BEGIN
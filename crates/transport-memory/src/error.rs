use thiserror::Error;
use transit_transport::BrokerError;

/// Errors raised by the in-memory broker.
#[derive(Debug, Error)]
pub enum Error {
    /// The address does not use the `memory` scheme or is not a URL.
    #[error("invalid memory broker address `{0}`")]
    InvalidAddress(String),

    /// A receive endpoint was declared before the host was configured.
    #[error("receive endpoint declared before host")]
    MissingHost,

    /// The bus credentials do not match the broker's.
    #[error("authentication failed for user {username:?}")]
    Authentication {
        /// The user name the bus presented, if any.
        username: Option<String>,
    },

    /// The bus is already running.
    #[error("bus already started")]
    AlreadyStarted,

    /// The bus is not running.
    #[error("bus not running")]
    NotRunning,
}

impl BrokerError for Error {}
END
BEGIN
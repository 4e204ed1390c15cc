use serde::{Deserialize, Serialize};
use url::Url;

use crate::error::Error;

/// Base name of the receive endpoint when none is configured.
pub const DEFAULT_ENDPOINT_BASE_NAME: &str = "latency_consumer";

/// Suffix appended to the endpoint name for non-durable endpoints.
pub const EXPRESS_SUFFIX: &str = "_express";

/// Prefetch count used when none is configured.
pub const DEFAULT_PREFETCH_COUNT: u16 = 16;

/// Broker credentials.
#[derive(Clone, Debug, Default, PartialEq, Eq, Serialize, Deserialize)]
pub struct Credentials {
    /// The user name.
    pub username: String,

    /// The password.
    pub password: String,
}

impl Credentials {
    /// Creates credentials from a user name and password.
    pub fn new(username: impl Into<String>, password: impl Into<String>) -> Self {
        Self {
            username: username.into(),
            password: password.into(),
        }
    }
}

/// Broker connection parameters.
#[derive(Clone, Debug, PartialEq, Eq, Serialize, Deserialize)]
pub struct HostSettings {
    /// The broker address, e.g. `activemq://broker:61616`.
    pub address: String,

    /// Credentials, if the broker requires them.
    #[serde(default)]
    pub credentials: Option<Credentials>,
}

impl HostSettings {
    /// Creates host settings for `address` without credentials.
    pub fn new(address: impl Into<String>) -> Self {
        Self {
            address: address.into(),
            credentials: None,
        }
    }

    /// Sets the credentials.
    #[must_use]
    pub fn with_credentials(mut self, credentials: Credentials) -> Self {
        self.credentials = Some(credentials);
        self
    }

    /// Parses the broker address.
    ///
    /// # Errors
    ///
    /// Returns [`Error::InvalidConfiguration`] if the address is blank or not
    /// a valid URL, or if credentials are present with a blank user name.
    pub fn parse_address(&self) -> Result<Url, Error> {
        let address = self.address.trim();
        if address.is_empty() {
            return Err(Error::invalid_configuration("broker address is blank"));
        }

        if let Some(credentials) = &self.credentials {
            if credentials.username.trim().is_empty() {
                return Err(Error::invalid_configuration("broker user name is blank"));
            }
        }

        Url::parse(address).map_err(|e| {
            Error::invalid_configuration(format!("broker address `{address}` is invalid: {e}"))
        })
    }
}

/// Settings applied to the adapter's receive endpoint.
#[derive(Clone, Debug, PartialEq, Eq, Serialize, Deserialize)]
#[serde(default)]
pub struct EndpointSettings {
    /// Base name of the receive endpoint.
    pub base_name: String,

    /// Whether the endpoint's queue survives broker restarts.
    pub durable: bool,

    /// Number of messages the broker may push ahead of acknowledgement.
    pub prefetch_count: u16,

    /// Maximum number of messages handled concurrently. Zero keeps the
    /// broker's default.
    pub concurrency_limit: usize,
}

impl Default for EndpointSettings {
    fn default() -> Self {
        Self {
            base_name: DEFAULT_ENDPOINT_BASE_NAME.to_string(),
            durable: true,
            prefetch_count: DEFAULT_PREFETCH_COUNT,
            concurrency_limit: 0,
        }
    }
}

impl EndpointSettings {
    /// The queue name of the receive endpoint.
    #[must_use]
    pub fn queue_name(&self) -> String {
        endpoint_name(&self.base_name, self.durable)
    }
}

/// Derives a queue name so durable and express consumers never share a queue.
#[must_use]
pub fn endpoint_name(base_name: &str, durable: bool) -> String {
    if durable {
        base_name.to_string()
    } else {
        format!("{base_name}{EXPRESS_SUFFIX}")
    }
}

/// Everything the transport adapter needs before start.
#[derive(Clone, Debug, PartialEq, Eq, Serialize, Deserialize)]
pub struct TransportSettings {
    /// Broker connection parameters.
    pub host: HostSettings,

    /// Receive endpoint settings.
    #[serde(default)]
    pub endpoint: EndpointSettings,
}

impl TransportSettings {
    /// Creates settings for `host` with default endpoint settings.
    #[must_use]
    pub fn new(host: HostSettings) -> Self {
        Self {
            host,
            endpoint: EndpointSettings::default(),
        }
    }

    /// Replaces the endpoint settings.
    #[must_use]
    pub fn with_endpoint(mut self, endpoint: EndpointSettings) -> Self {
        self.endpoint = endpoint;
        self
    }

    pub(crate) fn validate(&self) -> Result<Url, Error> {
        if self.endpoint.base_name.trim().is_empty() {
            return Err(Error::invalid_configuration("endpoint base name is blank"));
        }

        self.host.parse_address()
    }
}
END
BEGIN
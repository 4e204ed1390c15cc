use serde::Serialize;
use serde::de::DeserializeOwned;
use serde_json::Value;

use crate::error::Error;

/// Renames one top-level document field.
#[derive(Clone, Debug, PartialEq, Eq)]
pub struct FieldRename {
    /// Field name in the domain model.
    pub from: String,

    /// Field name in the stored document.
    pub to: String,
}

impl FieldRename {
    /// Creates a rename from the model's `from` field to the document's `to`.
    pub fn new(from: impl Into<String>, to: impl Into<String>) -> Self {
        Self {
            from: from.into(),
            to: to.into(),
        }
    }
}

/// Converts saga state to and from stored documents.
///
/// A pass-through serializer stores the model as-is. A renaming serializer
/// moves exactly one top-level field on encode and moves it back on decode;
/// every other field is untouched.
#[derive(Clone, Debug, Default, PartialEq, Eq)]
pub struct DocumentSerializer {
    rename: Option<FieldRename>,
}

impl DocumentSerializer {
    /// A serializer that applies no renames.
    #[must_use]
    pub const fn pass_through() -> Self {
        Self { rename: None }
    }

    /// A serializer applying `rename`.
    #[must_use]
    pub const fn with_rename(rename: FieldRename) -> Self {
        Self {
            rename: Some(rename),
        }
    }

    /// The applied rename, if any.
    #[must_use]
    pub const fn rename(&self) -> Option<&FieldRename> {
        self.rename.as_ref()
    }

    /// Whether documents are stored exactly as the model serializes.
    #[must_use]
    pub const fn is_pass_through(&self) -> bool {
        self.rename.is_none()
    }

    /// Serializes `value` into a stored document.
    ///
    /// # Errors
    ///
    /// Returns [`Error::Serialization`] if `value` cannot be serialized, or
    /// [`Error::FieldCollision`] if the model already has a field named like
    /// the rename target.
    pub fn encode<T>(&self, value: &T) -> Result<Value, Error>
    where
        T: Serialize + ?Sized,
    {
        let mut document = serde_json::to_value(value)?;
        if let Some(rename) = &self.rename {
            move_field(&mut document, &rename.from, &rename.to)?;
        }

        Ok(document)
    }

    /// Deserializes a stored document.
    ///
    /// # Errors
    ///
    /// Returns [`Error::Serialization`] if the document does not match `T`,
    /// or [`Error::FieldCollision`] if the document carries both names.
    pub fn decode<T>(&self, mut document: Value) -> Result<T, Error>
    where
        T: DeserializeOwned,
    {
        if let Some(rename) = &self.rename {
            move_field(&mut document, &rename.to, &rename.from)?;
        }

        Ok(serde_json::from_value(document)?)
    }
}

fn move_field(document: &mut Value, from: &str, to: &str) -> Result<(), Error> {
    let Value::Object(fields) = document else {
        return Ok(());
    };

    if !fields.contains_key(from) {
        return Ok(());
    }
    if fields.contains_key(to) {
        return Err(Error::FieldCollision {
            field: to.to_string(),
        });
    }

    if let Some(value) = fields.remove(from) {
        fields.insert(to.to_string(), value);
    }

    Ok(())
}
END
Only the number is wanted: how many lines above include the word "Debug"?

7